▶ _THE PROBLEM_
In the entries below, find the line with "filename src/lib.rs" and the line with "keep the enclosed volume". Print those two and everything between them exactly, and nothing else.

▶ _ENTRIES SUPPLIED_
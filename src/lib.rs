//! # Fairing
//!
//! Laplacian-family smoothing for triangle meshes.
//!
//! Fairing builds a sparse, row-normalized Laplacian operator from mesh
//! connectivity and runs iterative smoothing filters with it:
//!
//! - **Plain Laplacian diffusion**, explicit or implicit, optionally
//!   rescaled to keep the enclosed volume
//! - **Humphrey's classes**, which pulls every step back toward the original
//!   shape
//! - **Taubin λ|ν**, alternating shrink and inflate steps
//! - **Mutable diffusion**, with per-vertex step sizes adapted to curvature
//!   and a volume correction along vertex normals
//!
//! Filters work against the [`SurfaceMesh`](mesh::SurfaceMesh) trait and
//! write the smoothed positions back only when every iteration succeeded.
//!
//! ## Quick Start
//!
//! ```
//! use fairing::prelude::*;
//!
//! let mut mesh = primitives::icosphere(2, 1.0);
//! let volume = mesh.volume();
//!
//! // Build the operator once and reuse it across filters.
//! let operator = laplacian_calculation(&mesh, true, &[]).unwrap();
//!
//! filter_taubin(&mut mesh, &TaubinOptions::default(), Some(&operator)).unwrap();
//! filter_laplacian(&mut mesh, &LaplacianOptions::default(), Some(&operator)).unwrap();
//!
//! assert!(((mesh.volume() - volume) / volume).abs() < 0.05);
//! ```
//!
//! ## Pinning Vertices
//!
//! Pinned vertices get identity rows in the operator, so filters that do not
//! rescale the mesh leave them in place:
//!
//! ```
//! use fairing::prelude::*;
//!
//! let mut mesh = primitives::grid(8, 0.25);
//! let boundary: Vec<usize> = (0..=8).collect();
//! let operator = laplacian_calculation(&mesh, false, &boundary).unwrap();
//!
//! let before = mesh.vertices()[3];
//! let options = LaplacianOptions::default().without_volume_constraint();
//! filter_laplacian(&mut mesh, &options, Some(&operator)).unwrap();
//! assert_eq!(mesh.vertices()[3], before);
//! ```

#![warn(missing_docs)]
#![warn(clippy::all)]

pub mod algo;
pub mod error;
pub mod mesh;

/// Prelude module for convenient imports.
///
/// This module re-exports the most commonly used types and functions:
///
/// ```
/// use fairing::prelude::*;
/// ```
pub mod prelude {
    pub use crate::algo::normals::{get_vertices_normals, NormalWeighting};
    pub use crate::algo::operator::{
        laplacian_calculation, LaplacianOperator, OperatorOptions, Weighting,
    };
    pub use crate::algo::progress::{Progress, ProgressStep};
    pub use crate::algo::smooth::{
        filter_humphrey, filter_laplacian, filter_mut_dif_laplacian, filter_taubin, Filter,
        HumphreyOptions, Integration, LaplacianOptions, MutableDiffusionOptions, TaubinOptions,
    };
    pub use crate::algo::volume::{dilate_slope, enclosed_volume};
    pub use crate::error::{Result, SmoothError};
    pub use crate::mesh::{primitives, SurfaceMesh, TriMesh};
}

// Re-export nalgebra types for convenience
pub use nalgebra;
==
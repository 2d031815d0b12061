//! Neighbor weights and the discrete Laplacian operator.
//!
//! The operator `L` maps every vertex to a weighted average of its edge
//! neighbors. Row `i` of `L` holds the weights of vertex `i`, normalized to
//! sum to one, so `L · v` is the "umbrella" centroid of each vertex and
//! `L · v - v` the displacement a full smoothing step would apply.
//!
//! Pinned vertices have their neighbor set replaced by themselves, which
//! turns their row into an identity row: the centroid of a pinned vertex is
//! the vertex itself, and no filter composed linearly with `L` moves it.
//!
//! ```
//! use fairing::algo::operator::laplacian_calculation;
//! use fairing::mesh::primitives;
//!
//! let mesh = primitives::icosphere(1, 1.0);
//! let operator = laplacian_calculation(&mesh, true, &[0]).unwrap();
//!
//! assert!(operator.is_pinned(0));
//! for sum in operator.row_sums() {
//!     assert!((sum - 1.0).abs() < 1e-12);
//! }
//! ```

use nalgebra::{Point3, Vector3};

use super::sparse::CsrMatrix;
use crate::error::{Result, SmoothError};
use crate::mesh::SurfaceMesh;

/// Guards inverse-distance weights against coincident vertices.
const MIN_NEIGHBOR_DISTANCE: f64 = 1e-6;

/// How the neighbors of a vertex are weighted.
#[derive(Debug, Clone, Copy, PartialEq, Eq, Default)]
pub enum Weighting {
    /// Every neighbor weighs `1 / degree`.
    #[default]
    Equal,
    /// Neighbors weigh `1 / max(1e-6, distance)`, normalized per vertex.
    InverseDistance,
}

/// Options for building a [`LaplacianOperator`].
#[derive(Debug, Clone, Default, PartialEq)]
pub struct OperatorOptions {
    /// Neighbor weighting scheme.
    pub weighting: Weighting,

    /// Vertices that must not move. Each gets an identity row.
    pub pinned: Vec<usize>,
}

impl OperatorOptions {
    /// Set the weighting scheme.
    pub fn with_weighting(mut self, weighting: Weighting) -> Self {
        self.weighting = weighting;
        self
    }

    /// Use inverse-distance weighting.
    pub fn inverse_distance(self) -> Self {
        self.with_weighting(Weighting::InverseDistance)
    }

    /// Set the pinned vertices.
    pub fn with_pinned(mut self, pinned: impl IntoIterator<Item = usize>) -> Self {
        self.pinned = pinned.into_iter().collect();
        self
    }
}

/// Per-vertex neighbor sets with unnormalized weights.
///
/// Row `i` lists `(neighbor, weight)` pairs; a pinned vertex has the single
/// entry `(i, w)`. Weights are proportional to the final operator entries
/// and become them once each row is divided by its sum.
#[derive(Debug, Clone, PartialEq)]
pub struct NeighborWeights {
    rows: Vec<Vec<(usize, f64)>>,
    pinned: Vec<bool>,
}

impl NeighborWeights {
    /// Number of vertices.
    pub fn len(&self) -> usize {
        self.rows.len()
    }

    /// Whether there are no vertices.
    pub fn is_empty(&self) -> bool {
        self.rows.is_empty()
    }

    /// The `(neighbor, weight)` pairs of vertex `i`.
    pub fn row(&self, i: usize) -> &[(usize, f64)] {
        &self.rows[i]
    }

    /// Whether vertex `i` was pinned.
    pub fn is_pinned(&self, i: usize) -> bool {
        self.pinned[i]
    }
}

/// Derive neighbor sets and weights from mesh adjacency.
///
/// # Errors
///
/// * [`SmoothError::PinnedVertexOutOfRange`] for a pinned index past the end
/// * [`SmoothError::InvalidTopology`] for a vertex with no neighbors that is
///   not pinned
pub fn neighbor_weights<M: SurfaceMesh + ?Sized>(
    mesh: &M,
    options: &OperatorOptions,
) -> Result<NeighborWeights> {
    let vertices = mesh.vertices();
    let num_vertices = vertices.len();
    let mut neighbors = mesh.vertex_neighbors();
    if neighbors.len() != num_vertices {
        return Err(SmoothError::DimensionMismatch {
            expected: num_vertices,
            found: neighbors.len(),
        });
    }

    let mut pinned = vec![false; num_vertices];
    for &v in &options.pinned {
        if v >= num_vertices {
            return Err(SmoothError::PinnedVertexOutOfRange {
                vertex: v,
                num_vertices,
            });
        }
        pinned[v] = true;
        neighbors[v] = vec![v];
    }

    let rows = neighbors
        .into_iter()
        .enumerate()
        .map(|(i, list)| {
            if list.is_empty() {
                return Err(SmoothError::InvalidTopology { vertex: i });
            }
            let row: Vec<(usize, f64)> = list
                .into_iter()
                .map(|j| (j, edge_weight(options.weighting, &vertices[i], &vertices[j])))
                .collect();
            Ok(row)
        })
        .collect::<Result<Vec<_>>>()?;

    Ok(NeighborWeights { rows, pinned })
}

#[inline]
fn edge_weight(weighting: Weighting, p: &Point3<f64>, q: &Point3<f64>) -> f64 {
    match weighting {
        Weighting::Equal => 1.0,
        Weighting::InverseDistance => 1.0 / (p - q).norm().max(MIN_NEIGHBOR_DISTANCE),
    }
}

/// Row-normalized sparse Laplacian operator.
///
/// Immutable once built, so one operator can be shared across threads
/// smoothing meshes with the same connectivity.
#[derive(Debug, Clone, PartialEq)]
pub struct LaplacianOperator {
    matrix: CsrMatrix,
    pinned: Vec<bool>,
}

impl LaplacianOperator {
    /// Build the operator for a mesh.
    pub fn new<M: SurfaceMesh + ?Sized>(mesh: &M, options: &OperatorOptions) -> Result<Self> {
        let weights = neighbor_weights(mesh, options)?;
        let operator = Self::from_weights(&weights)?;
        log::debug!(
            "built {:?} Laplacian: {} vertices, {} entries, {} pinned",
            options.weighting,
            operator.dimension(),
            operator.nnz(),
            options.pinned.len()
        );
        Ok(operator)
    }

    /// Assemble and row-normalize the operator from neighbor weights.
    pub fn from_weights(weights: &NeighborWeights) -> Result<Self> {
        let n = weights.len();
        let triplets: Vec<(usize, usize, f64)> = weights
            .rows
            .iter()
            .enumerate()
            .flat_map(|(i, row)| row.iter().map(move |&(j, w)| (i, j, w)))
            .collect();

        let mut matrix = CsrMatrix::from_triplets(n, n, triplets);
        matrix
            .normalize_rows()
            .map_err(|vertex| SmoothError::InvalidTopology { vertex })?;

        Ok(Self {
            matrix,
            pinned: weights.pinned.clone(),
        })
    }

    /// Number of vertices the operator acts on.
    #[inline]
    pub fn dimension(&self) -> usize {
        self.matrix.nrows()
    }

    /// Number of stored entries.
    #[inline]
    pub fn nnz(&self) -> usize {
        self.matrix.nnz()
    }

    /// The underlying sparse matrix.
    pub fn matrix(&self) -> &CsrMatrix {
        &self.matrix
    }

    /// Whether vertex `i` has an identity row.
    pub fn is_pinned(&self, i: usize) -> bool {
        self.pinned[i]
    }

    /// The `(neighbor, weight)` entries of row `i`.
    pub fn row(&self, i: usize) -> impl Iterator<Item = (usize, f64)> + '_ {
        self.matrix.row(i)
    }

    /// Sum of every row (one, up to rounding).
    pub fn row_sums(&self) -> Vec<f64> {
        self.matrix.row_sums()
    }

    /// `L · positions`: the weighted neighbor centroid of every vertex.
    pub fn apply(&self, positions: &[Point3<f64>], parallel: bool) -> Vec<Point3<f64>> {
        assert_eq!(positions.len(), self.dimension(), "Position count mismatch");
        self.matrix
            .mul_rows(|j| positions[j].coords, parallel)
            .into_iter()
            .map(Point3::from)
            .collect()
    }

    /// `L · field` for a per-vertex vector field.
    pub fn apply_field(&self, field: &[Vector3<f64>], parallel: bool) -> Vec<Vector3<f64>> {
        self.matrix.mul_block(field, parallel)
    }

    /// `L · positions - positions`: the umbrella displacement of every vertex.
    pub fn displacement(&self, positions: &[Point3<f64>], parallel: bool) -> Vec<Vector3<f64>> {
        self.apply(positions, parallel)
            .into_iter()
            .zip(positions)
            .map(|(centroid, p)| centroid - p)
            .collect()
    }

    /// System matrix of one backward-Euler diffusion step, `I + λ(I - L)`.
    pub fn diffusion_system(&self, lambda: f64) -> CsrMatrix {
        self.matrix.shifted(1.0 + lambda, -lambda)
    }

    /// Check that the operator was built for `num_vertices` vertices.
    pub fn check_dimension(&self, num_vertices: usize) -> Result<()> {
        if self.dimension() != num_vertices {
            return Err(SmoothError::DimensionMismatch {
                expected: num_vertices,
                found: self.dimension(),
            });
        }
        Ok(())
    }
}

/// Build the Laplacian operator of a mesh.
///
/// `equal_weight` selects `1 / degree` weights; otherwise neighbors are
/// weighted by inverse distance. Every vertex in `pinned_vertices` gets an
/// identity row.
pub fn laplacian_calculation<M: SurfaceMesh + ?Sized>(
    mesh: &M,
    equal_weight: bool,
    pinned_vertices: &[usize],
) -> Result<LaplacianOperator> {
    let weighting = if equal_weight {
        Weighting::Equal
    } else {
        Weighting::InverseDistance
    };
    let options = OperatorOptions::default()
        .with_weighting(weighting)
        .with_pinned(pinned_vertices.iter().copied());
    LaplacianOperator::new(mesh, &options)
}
...
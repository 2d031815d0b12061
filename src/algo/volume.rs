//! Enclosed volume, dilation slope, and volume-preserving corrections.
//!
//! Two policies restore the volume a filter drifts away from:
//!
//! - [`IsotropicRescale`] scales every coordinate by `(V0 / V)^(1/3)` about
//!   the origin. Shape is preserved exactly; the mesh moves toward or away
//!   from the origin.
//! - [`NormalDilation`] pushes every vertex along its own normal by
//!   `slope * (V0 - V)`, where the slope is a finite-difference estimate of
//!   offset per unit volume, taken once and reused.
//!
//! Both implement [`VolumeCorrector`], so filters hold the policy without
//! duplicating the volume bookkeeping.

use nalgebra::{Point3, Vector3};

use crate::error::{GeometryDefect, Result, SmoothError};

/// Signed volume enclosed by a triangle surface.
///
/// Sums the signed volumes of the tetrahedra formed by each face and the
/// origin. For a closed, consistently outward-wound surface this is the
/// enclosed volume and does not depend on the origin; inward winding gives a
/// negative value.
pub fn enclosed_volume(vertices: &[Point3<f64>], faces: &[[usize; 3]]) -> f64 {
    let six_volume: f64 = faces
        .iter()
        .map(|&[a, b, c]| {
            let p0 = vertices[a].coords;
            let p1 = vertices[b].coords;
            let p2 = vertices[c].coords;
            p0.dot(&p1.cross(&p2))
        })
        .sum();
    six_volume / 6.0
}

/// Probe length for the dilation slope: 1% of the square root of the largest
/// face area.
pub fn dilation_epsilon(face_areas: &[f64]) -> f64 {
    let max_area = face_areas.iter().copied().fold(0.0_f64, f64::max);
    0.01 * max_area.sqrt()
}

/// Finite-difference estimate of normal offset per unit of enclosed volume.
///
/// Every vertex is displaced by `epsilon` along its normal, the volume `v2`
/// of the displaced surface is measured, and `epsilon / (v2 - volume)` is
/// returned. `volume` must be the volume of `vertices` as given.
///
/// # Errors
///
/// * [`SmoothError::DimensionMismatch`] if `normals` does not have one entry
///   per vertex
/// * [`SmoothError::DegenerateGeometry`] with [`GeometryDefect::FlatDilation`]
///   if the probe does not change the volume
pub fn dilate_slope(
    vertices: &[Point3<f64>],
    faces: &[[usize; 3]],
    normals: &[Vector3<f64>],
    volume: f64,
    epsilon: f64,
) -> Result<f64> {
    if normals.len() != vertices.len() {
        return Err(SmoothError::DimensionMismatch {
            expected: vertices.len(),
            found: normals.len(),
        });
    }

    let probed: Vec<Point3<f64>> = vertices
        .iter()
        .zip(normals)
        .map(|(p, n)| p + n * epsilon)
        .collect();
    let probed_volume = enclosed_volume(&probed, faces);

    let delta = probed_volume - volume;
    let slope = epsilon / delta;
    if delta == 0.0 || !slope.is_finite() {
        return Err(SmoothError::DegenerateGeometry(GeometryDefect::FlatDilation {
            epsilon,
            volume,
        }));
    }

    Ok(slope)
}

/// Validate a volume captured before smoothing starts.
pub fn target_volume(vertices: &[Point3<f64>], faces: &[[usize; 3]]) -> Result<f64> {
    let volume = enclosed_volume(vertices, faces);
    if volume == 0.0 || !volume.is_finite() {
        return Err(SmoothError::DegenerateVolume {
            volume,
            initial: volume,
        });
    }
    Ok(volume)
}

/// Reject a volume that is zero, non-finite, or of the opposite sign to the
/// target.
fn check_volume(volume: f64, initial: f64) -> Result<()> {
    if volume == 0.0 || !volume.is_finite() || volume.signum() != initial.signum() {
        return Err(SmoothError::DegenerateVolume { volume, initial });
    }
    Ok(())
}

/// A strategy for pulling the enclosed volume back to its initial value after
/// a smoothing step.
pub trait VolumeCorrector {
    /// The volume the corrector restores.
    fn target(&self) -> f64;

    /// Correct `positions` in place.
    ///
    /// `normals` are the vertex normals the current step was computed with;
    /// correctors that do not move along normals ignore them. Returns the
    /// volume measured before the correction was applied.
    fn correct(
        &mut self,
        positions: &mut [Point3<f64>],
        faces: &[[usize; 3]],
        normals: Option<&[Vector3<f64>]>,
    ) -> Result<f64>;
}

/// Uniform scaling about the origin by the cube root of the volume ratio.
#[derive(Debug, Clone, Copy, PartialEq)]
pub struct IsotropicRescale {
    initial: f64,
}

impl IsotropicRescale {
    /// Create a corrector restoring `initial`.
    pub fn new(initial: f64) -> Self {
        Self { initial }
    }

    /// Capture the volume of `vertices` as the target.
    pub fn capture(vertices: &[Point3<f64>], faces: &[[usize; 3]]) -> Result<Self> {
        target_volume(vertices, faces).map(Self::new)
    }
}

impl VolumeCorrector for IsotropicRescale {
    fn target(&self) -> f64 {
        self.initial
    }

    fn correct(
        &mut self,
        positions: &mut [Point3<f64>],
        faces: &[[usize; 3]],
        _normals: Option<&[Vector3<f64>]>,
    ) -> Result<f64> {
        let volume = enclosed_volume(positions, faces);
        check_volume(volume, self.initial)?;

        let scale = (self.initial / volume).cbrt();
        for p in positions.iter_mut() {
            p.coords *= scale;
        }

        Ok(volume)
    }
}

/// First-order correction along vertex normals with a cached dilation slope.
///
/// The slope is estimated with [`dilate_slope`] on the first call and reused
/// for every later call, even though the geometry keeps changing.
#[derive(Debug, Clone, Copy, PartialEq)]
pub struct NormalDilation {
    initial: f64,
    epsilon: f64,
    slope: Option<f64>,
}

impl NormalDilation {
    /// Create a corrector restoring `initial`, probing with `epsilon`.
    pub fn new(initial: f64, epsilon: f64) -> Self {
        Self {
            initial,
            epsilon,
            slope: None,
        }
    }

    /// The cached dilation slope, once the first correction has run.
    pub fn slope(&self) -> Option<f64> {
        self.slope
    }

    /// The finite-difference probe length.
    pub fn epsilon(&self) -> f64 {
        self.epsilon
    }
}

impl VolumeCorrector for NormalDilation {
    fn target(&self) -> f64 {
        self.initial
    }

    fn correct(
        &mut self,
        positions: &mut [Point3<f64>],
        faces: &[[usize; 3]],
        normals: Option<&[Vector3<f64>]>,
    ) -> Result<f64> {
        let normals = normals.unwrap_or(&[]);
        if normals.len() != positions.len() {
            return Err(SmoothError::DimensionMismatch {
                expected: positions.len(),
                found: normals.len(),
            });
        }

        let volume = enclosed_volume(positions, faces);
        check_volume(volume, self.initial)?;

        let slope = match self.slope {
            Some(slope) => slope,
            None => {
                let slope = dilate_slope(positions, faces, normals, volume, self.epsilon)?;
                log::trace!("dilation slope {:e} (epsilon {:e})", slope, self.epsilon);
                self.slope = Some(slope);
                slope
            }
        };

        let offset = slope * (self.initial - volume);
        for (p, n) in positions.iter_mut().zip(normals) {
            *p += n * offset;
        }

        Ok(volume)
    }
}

▶ _ANSWER SECTION_
filename src/lib.rs
//! # Fairing
//!
//! Laplacian-family smoothing for triangle meshes.
//!
//! Fairing builds a sparse, row-normalized Laplacian operator from mesh
//! connectivity and runs iterative smoothing filters with it:
//!
//! - **Plain Laplacian diffusion**, explicit or implicit, optionally
//!   rescaled to keep the enclosed volume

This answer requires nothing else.